__Exercise__. For the string "WorkerPool", report how many lines in the records below contain it, and nothing more.

__Records shown__.
◆ ◆ ◆ ◆ ◆ ◆ ◆
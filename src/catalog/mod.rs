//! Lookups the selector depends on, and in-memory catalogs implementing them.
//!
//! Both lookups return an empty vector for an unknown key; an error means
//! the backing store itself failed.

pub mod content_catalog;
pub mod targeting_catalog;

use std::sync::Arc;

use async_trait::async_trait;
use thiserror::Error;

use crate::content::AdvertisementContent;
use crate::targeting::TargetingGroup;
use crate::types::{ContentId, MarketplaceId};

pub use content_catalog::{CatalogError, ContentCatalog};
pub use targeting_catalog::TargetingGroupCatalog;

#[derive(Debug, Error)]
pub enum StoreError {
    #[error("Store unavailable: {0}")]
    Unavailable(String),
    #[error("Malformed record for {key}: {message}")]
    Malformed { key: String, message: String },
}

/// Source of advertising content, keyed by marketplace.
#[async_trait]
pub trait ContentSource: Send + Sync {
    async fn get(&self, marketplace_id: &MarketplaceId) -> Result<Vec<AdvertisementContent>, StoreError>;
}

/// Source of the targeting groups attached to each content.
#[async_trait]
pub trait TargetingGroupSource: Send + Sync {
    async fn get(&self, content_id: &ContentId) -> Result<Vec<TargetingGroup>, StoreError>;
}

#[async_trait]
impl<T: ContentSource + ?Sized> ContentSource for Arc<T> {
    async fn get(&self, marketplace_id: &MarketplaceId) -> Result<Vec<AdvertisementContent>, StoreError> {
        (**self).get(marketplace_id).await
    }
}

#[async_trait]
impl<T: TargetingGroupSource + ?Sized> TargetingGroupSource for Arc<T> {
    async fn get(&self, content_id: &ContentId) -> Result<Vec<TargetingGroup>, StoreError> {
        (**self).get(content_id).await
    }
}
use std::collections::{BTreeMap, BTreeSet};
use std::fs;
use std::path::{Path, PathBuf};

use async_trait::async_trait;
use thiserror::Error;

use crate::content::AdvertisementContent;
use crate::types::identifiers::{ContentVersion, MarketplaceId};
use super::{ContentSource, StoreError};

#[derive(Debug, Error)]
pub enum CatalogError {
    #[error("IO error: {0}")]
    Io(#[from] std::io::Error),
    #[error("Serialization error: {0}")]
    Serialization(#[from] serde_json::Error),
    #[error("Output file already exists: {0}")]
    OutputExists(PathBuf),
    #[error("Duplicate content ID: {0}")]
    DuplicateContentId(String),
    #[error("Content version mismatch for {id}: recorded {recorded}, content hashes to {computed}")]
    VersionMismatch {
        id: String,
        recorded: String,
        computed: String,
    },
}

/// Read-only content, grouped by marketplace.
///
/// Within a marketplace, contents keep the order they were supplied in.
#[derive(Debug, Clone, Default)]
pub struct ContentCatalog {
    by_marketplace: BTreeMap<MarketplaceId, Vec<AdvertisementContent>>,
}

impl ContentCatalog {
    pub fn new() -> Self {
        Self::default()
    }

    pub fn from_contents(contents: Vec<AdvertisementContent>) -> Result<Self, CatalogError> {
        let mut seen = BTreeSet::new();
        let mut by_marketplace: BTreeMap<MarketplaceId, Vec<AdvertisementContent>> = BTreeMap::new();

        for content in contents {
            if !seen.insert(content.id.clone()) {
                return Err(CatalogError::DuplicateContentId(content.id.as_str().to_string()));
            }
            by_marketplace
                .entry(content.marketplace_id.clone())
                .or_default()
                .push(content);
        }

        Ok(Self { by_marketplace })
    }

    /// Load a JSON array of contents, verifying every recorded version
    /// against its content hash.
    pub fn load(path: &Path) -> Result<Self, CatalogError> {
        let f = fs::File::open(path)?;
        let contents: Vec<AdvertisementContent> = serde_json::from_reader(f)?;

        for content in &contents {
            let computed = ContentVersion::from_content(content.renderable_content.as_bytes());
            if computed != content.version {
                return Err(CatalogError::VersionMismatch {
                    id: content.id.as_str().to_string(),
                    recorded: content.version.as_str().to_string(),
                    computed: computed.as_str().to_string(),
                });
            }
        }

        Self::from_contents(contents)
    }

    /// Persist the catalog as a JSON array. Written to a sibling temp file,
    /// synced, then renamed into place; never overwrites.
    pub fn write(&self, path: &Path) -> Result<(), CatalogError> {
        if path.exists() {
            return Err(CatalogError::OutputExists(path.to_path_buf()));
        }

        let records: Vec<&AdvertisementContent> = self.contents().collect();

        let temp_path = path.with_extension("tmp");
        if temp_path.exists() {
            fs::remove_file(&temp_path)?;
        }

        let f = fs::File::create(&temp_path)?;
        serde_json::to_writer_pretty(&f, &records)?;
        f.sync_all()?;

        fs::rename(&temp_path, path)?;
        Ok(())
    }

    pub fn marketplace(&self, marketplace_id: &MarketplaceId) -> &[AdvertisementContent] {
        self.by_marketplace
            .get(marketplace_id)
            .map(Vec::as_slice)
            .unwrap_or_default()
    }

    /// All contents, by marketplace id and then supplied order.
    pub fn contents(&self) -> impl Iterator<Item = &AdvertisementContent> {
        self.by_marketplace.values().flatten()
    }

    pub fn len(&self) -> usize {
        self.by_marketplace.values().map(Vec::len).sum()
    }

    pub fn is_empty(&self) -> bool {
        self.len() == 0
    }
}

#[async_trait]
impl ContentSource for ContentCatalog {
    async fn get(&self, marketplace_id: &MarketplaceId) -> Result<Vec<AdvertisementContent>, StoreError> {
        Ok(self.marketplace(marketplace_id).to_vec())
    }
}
◆ ◆ ◆ ◆ ◆ ◆ ◆
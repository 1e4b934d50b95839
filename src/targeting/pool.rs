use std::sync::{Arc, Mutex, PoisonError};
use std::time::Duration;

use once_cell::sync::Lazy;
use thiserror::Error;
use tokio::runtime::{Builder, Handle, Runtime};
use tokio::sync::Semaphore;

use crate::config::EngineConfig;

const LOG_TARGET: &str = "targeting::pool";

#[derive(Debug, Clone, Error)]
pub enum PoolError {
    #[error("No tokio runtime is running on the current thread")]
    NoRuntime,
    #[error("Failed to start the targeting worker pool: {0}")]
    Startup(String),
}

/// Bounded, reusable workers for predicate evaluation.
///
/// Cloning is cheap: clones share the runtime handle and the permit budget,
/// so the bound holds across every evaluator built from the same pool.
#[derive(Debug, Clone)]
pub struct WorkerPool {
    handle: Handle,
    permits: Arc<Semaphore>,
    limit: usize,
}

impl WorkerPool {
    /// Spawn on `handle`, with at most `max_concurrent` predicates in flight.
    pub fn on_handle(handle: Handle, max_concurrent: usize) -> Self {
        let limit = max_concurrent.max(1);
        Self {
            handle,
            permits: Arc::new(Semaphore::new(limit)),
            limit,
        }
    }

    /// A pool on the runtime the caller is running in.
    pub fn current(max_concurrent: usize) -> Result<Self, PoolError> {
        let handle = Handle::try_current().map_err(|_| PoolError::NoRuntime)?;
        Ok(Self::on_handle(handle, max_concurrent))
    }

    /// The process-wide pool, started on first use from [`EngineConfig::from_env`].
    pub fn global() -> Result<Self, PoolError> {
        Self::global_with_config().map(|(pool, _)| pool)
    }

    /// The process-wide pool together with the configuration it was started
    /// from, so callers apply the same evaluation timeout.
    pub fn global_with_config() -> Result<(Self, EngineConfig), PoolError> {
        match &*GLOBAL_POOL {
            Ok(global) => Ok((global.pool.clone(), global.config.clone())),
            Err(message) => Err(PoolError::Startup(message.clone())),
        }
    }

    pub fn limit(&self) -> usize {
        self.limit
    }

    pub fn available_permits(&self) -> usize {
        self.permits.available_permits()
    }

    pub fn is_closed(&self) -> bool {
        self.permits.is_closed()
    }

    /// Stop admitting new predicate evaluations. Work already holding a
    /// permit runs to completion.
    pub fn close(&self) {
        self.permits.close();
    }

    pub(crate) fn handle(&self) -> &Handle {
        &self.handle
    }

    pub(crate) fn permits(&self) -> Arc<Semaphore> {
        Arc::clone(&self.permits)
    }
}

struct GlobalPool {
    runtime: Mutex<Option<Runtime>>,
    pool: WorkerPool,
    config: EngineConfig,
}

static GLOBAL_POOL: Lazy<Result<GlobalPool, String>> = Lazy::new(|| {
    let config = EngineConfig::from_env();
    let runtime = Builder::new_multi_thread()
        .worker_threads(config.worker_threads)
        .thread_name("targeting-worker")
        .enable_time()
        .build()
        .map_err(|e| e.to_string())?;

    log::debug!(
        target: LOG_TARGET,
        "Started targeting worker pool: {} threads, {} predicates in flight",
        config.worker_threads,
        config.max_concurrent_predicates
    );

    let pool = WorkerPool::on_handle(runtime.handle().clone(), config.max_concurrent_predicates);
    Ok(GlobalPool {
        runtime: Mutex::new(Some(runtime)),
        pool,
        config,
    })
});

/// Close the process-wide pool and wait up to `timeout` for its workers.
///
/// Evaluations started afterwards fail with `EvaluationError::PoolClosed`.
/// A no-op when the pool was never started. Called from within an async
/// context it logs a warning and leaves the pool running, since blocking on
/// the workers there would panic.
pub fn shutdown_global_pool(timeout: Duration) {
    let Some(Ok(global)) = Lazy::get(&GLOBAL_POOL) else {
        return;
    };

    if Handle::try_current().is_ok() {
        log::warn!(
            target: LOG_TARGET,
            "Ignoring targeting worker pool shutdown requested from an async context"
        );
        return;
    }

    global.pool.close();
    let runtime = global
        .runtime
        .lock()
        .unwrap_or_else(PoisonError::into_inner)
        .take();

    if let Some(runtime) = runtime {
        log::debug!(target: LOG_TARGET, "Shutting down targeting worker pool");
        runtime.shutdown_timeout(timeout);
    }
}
◆ ◆ ◆ ◆ ◆ ◆ ◆
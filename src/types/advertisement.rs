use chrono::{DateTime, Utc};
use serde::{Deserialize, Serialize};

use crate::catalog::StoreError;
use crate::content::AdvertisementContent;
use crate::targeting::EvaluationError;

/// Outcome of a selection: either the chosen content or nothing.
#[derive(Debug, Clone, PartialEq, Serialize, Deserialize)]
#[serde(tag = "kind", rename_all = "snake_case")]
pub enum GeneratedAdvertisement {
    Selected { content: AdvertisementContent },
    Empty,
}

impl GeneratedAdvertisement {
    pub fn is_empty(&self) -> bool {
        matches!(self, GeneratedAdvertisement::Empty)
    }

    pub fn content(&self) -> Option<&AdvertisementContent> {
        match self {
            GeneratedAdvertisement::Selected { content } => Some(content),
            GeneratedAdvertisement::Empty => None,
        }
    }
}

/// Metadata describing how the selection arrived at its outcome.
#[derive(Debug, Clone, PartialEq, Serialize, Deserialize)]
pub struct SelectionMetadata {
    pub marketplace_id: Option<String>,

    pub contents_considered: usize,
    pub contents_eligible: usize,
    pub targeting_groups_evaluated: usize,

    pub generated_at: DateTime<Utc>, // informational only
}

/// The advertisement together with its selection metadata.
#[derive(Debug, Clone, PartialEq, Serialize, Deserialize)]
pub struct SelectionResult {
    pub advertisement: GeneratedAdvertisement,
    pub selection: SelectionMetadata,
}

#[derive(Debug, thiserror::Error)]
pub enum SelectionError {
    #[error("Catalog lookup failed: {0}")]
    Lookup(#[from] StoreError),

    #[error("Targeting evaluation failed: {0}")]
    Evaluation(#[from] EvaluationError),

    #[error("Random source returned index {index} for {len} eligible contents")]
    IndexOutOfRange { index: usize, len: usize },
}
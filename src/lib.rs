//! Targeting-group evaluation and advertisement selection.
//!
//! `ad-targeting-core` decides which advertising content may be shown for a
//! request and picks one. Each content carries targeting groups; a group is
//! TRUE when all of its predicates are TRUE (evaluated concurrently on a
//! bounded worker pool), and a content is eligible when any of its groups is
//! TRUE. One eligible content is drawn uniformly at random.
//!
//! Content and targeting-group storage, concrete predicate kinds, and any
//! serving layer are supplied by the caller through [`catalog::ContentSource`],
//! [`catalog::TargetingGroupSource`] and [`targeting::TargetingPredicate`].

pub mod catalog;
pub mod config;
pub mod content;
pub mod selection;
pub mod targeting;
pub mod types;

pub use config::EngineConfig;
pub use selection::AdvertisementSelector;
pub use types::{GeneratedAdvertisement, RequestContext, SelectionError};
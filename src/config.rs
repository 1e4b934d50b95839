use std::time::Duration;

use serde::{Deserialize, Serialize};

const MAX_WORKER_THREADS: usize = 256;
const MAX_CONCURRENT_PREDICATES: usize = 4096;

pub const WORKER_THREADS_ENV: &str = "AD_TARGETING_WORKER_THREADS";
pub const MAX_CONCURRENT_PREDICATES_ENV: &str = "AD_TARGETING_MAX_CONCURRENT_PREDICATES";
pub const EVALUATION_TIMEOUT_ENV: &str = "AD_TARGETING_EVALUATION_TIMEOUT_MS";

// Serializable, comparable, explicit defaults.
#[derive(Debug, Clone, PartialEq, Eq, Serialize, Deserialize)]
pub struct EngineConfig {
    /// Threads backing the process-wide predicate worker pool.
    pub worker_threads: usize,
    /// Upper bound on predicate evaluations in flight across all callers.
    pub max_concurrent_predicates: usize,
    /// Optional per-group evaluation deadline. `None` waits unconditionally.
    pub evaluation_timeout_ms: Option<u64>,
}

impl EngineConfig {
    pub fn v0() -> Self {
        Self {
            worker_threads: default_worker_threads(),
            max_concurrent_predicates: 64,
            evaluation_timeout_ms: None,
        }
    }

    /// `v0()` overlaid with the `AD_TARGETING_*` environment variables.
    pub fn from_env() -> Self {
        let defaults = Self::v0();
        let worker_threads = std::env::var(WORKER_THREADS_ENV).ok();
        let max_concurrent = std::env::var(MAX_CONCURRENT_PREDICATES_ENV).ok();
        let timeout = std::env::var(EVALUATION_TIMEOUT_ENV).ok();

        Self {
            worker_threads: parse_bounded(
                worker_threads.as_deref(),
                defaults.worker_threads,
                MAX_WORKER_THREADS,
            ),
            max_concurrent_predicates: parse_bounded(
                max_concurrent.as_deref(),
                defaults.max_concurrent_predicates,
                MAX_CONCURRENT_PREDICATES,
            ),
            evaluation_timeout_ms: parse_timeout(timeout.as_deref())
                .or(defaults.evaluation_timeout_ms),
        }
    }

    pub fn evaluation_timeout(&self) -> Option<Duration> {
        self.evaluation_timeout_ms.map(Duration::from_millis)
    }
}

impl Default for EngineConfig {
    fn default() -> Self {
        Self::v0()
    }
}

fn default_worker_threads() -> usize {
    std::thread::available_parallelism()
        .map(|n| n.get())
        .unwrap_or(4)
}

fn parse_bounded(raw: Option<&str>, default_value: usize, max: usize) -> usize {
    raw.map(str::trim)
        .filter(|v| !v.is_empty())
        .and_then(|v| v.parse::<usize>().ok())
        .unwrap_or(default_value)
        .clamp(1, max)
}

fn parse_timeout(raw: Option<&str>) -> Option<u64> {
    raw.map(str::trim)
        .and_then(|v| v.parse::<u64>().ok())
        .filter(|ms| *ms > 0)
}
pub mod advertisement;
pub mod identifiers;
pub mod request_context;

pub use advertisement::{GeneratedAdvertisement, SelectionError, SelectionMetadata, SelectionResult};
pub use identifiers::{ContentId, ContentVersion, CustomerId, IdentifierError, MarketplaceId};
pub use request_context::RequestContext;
◆ ◆ ◆ ◆ ◆ ◆ ◆
__Answer to this exercise__. 4